Situation algérienne encore dégradée

8/10/1964

 

Un voyage éclair en Algérie m'a permis quelques constatations, hélas ! peu  satisfaisantes.

Les élections ont amené une unanimité pour le FLN. Même pas d'abstentions ! Il eût été évidemment dangereux de ne pas figurer sur le registre des votes. Désormais, 120 députés vont voter comme un seul homme. Même le peu d'observations que présentait une opposition timide et menacée ne pourra plus être formulé. Par contre, tout m'a laissé prévoir un remaniement ministériel, et en particulier l'éclatement en trois morceaux du Ministère des Finances et des Affaires Économiques de M. Boumaza.
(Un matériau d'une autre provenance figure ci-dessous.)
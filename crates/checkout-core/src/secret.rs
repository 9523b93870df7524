//! # Client Secret Provider
//!
//! The embedded checkout SDK is handed a way to *fetch* a client secret rather
//! than a secret value, so it can ask again when a secret expires. This module
//! models that capability: a zero-argument operation yielding a secret
//! asynchronously.

use crate::endpoints::SharedSessionEndpoints;
use crate::error::CheckoutResult;
use crate::session::ClientSecret;
use std::fmt;
use std::future::Future;
use std::pin::Pin;
use std::rc::Rc;
use tracing::debug;

/// Boxed future produced by each provider invocation
pub type SecretFuture = Pin<Box<dyn Future<Output = CheckoutResult<ClientSecret>>>>;

/// Cloneable, repeatable `async fn() -> ClientSecret`
#[derive(Clone)]
pub struct ClientSecretProvider {
    fetch: Rc<dyn Fn() -> SecretFuture>,
}

impl ClientSecretProvider {
    /// Wrap any closure returning a future of a client secret
    pub fn new<F, Fut>(fetch: F) -> Self
    where
        F: Fn() -> Fut + 'static,
        Fut: Future<Output = CheckoutResult<ClientSecret>> + 'static,
    {
        Self {
            fetch: Rc::new(move || Box::pin(fetch()) as SecretFuture),
        }
    }

    /// Provider that creates a new session on every call
    pub fn from_endpoints(endpoints: SharedSessionEndpoints) -> Self {
        Self::new(move || {
            let endpoints = endpoints.clone();
            async move {
                debug!("Fetching client secret");
                let response = endpoints.create_checkout_session().await?;
                Ok(response.client_secret)
            }
        })
    }

    /// Run one fetch
    pub fn fetch(&self) -> SecretFuture {
        (self.fetch)()
    }
}

impl fmt::Debug for ClientSecretProvider {
    fn fmt(&self, f: &mut fmt::Formatter<'_>) -> fmt::Result {
        f.debug_struct("ClientSecretProvider").finish_non_exhaustive()
    }
}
Mais surtout l'administration achève de se désagréger. A titre confidentiel, nous pouvons indiquer que lorsque ledit M. Boumaza rentrera de Chine, il se trouvera en présence de 40 démissions de ses meilleurs fonctionnaires. Ceux-ci estiment n'être plus en mesure de travailler.
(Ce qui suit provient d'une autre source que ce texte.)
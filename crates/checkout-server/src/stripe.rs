//! # Stripe Embedded Checkout Sessions
//!
//! `SessionProvider` over the Stripe Checkout Sessions API with
//! `ui_mode=embedded`: the session's client secret goes to the browser
//! widget, and Stripe sends the customer back to the return URL.

use crate::config::{CheckoutItems, StripeConfig};
use crate::error::{ServerError, ServerResult};
use crate::provider::{CreatedSession, SessionProvider, SessionSnapshot};
use async_trait::async_trait;
use checkout_core::{ClientSecret, SessionId, SessionStatus};
use chrono::DateTime;
use reqwest::{Client, StatusCode};
use serde::de::DeserializeOwned;
use serde::Deserialize;
use tracing::{debug, error, info, instrument};
use uuid::Uuid;

pub struct StripeSessionProvider {
    config: StripeConfig,
    items: CheckoutItems,
    client: Client,
}

impl StripeSessionProvider {
    pub fn new(config: StripeConfig, items: CheckoutItems) -> ServerResult<Self> {
        let client = Client::builder()
            .timeout(std::time::Duration::from_secs(30))
            .build()
            .map_err(|e| ServerError::Configuration(format!("HTTP client: {}", e)))?;

        Ok(Self {
            config,
            items,
            client,
        })
    }

    /// Form fields for `POST /v1/checkout/sessions`
    fn session_form(&self, return_url: &str) -> Vec<(String, String)> {
        let mut form_params: Vec<(String, String)> = vec![
            ("ui_mode".to_string(), "embedded".to_string()),
            ("mode".to_string(), self.items.mode.as_str().to_string()),
            ("return_url".to_string(), return_url.to_string()),
        ];

        for (i, item) in self.items.line_items.iter().enumerate() {
            form_params.push((format!("line_items[{}][price]", i), item.price.clone()));
            form_params.push((
                format!("line_items[{}][quantity]", i),
                item.quantity.to_string(),
            ));
        }

        form_params
    }

    /// Decode a Stripe response, turning error bodies into `ServerError`.
    async fn decode<T: DeserializeOwned>(
        response: reqwest::Response,
        session_id: Option<&SessionId>,
    ) -> ServerResult<T> {
        let status = response.status();
        let body = response
            .text()
            .await
            .map_err(|e| ServerError::Network(e.to_string()))?;

        if status == StatusCode::NOT_FOUND {
            if let Some(id) = session_id {
                return Err(ServerError::SessionNotFound {
                    session_id: id.to_string(),
                });
            }
        }

        if !status.is_success() {
            error!("Stripe API error: status={}, body={}", status, body);

            if let Ok(error_response) = serde_json::from_str::<StripeErrorResponse>(&body) {
                return Err(ServerError::Provider {
                    provider: "stripe".to_string(),
                    message: error_response.error.message,
                });
            }

            return Err(ServerError::Provider {
                provider: "stripe".to_string(),
                message: format!("HTTP {}: {}", status, body),
            });
        }

        serde_json::from_str(&body).map_err(|e| {
            ServerError::Serialization(format!("Failed to parse Stripe response: {}", e))
        })
    }
}

#[async_trait]
impl SessionProvider for StripeSessionProvider {
    #[instrument(skip(self))]
    async fn create_embedded_session(&self, return_url: &str) -> ServerResult<CreatedSession> {
        let form_params = self.session_form(return_url);
        let idempotency_key = Uuid::new_v4().to_string();

        debug!(
            "Creating embedded checkout session: {} items, mode={}",
            self.items.line_items.len(),
            self.items.mode.as_str()
        );

        let url = format!("{}/v1/checkout/sessions", self.config.api_base_url);

        let response = self
            .client
            .post(&url)
            .header("Authorization", self.config.auth_header())
            .header("Stripe-Version", &self.config.api_version)
            .header("Idempotency-Key", &idempotency_key)
            .form(&form_params)
            .send()
            .await
            .map_err(|e| ServerError::Network(e.to_string()))?;

        let session: StripeSessionResponse = Self::decode(response, None).await?;

        let client_secret = session.client_secret.ok_or_else(|| {
            ServerError::Serialization("Stripe session has no client_secret".to_string())
        })?;

        info!("Created embedded checkout session: id={}", session.id);

        Ok(CreatedSession {
            session_id: session.id,
            client_secret: ClientSecret::new(client_secret),
            expires_at: session
                .expires_at
                .and_then(|ts| DateTime::from_timestamp(ts, 0)),
        })
    }

    #[instrument(skip(self, session_id), fields(session_id = %session_id))]
    async fn retrieve_session(&self, session_id: &SessionId) -> ServerResult<SessionSnapshot> {
        let url = format!(
            "{}/v1/checkout/sessions/{}",
            self.config.api_base_url,
            session_id.as_str()
        );

        let response = self
            .client
            .get(&url)
            .header("Authorization", self.config.auth_header())
            .header("Stripe-Version", &self.config.api_version)
            .send()
            .await
            .map_err(|e| ServerError::Network(e.to_string()))?;

        let session: StripeSessionResponse = Self::decode(response, Some(session_id)).await?;
        let status = session
            .status
            .map(SessionStatus::from)
            .unwrap_or_else(|| SessionStatus::Other(String::new()));

        debug!("Retrieved session {}: status={}", session.id, status);

        Ok(SessionSnapshot {
            status,
            customer_email: session.customer_details.and_then(|d| d.email),
        })
    }

    fn provider_name(&self) -> &'static str {
        "stripe"
    }
}

// =============================================================================
// Stripe API Types
// =============================================================================

#[derive(Debug, Deserialize)]
struct StripeSessionResponse {
    id: String,
    #[serde(default)]
    client_secret: Option<String>,
    #[serde(default)]
    status: Option<String>,
    #[serde(default)]
    customer_details: Option<StripeCustomerDetails>,
    #[serde(default)]
    expires_at: Option<i64>,
}

#[derive(Debug, Deserialize)]
struct StripeCustomerDetails {
    #[serde(default)]
    email: Option<String>,
}

#[derive(Debug, Deserialize)]
struct StripeErrorResponse {
    error: StripeError,
}

#[derive(Debug, Deserialize)]
struct StripeError {
    message: String,
}
//! # Checkout Configuration
//!
//! Page-side configuration: the publishable key used to instantiate the
//! payment SDK, plus the endpoint paths and element ids both flows rely on.

use crate::error::{CheckoutError, CheckoutResult};
use serde::{Deserialize, Serialize};

pub const DEFAULT_CREATE_SESSION_PATH: &str = "/create-checkout-session";
pub const DEFAULT_SESSION_STATUS_PATH: &str = "/session-status";
pub const DEFAULT_CHECKOUT_PAGE_PATH: &str = "/checkout";
pub const DEFAULT_MOUNT_SELECTOR: &str = "#checkout";
pub const DEFAULT_CUSTOMER_EMAIL_ELEMENT: &str = "customer-email";

/// Configuration shared by the checkout initiator and the return reporter
#[derive(Debug, Clone, PartialEq, Eq, Serialize, Deserialize)]
pub struct CheckoutConfig {
    /// Publishable key (pk_test_... or pk_live_...)
    pub publishable_key: String,

    /// Origin the endpoint paths are resolved against (e.g. `https://shop.example`).
    /// `None` means "the page's own origin".
    #[serde(default)]
    pub api_base_url: Option<String>,

    /// Session-creation endpoint path
    #[serde(default = "default_create_session_path")]
    pub create_session_path: String,

    /// Session-status endpoint path
    #[serde(default = "default_session_status_path")]
    pub session_status_path: String,

    /// Where an `open` session sends the browser back to
    #[serde(default = "default_checkout_page_path")]
    pub checkout_page_path: String,

    /// CSS selector the embedded widget is mounted into
    #[serde(default = "default_mount_selector")]
    pub mount_selector: String,

    /// Element id that receives the customer email on the return page
    #[serde(default = "default_customer_email_element")]
    pub customer_email_element: String,
}

fn default_create_session_path() -> String {
    DEFAULT_CREATE_SESSION_PATH.to_string()
}

fn default_session_status_path() -> String {
    DEFAULT_SESSION_STATUS_PATH.to_string()
}

fn default_checkout_page_path() -> String {
    DEFAULT_CHECKOUT_PAGE_PATH.to_string()
}

fn default_mount_selector() -> String {
    DEFAULT_MOUNT_SELECTOR.to_string()
}

fn default_customer_email_element() -> String {
    DEFAULT_CUSTOMER_EMAIL_ELEMENT.to_string()
}

impl CheckoutConfig {
    /// Create config with default paths and element ids
    pub fn new(publishable_key: impl Into<String>) -> Self {
        Self {
            publishable_key: publishable_key.into(),
            api_base_url: None,
            create_session_path: default_create_session_path(),
            session_status_path: default_session_status_path(),
            checkout_page_path: default_checkout_page_path(),
            mount_selector: default_mount_selector(),
            customer_email_element: default_customer_email_element(),
        }
    }

    /// Builder: resolve endpoints against an explicit origin
    pub fn with_api_base_url(mut self, url: impl Into<String>) -> Self {
        self.api_base_url = Some(url.into());
        self
    }

    /// Builder: set the checkout page an `open` session redirects to
    pub fn with_checkout_page_path(mut self, path: impl Into<String>) -> Self {
        self.checkout_page_path = path.into();
        self
    }

    /// Builder: set the mount selector
    pub fn with_mount_selector(mut self, selector: impl Into<String>) -> Self {
        self.mount_selector = selector.into();
        self
    }

    /// Validate the key format and that every path is absolute.
    pub fn validate(&self) -> CheckoutResult<()> {
        if !self.publishable_key.starts_with("pk_test_")
            && !self.publishable_key.starts_with("pk_live_")
        {
            return Err(CheckoutError::Configuration(
                "publishable key must start with pk_test_ or pk_live_".to_string(),
            ));
        }

        for (name, path) in [
            ("create_session_path", &self.create_session_path),
            ("session_status_path", &self.session_status_path),
            ("checkout_page_path", &self.checkout_page_path),
        ] {
            if !path.starts_with('/') {
                return Err(CheckoutError::Configuration(format!(
                    "{} must start with '/': {}",
                    name, path
                )));
            }
        }

        if self.mount_selector.is_empty() || self.customer_email_element.is_empty() {
            return Err(CheckoutError::Configuration(
                "mount selector and customer email element must be non-empty".to_string(),
            ));
        }

        Ok(())
    }

    /// Check if using a test key
    pub fn is_test_mode(&self) -> bool {
        self.publishable_key.starts_with("pk_test_")
    }

    /// Resolve an endpoint path against `api_base_url` (or leave it relative)
    pub fn endpoint_url(&self, path: &str) -> String {
        match &self.api_base_url {
            Some(base) => format!("{}{}", base.trim_end_matches('/'), path),
            None => path.to_string(),
        }
    }
}

#[cfg(test)]
mod tests {
    use super::*;

    #[test]
    fn test_defaults() {
        let config = CheckoutConfig::new("pk_test_abc");
        assert_eq!(config.create_session_path, "/create-checkout-session");
        assert_eq!(config.session_status_path, "/session-status");
        assert_eq!(config.checkout_page_path, "/checkout");
        assert_eq!(config.mount_selector, "#checkout");
        assert_eq!(config.customer_email_element, "customer-email");
        assert!(config.validate().is_ok());
        assert!(config.is_test_mode());
    }

    #[test]
    fn test_key_validation() {
        assert!(CheckoutConfig::new("pk_live_abc").validate().is_ok());
        assert!(matches!(
            CheckoutConfig::new("sk_test_abc").validate(),
            Err(CheckoutError::Configuration(_))
        ));
        assert!(CheckoutConfig::new("").validate().is_err());
    }

    #[test]
    fn test_relative_path_rejected() {
        let config = CheckoutConfig::new("pk_test_abc").with_checkout_page_path("checkout");
        assert!(config.validate().is_err());
    }

    #[test]
    fn test_partial_deserialize_uses_defaults() {
        let config: CheckoutConfig =
            serde_json::from_str(r#"{"publishable_key":"pk_test_abc","checkout_page_path":"/buy"}"#)
                .unwrap();
        assert_eq!(config.checkout_page_path, "/buy");
        assert_eq!(config.session_status_path, "/session-status");
    }

    #[test]
    fn test_endpoint_url() {
        let config = CheckoutConfig::new("pk_test_abc");
        assert_eq!(config.endpoint_url("/session-status"), "/session-status");

        let config = config.with_api_base_url("https://shop.example/");
        assert_eq!(
            config.endpoint_url("/session-status"),
            "https://shop.example/session-status"
        );
    }
}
  Enfin, l'affaire dite des Bachaghas, c'est-à-dire la confiscation des biens des « collaborateurs », apporte un nouveau frein à une économie déjà en panne. En effet, les bien déjà vendus par les personnages visés sont confisqués en quelque main qu'ils soient passés. Quant aux dépossédés, on ne leur laisse que le vêtement qu'ils ont sur eux.
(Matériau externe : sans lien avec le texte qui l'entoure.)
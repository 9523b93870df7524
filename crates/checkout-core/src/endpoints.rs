//! # Session Endpoints
//!
//! The two server endpoints the page flows talk to, as a trait so the flows
//! can run against HTTP in the browser and against fakes in tests.
//!
//! ```text
//! POST /create-checkout-session            -> { "clientSecret": "..." }
//! GET  /session-status?session_id={id}     -> { "status": "...", "customer_email": "..." }
//! ```

use crate::error::CheckoutResult;
use crate::session::{CreateSessionResponse, SessionId, SessionStatusResponse};
use async_trait::async_trait;
use std::rc::Rc;

/// Remote collaborator owning checkout sessions.
///
/// Futures are `?Send`: browser fetch futures are bound to the page's thread.
#[async_trait(?Send)]
pub trait SessionEndpoints {
    /// `POST` with no body; yields the client secret of a fresh session.
    async fn create_checkout_session(&self) -> CheckoutResult<CreateSessionResponse>;

    /// `GET` the status of an existing session.
    async fn session_status(&self, session_id: &SessionId)
        -> CheckoutResult<SessionStatusResponse>;
}

/// Shared handle to an endpoint implementation
pub type SharedSessionEndpoints = Rc<dyn SessionEndpoints>;
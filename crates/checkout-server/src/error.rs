//! # Server Error Types
//!
//! Errors raised while serving the session endpoints, with their HTTP mapping.

use thiserror::Error;

#[derive(Debug, Error)]
pub enum ServerError {
    /// Configuration errors (missing keys, invalid config)
    #[error("Configuration error: {0}")]
    Configuration(String),

    /// Invalid request data
    #[error("Invalid request: {0}")]
    InvalidRequest(String),

    /// Payment provider API error
    #[error("Provider error [{provider}]: {message}")]
    Provider { provider: String, message: String },

    /// Network/HTTP error communicating with provider
    #[error("Network error: {0}")]
    Network(String),

    /// Session unknown to the provider
    #[error("Session not found: {session_id}")]
    SessionNotFound { session_id: String },

    /// Serialization/deserialization error
    #[error("Serialization error: {0}")]
    Serialization(String),
}

impl ServerError {
    /// Returns the HTTP status code appropriate for this error
    pub fn status_code(&self) -> u16 {
        match self {
            ServerError::Configuration(_) => 500,
            ServerError::InvalidRequest(_) => 400,
            ServerError::Provider { .. } => 502,
            ServerError::Network(_) => 503,
            ServerError::SessionNotFound { .. } => 404,
            ServerError::Serialization(_) => 500,
        }
    }
}

pub type ServerResult<T> = Result<T, ServerError>;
Le socialisme sous sa forme la plus brutalement stalinienne s'implante de plus en plus, malgré les déclarations lénifiantes de M. Boumaza en juillet. Il est vrai qu'il est tempéré par une anarchie qui donne à réfléchir. Confisqué depuis six mois, un magasin comme « Les Galeries de France » ne peut ouvrir à nouveau faute d'être doté d'une direction. Que dire lorsqu'il s'agit d'une entreprise industrielle. De même, le Commerce Extérieur est confié à des Groupements qu'on ne parvient pas à constituer.

Anarchie encore dans un contingentement qui se généralise. C'est ainsi que le contingentement des voitures automobiles ayant été décrété en juillet, aucune licence n'a encore été attribuée.

Enfin, la fiscalité écrase les dernières entreprises. En 1964, elles ont dû supporter l'arriéré depuis juillet 1962 jusqu'à fin 1963, car l'industrie n'avait pas permis le recouvrement des impôts, puis elles ont dû acquitter les impôts de 1964. Maintenant on leur réclame, à titre provisionnel, quatre mensualités de 1965...

Chaque fois qu'on se rend en Algérie, on constate que ce pays a descendu un nouveau palier.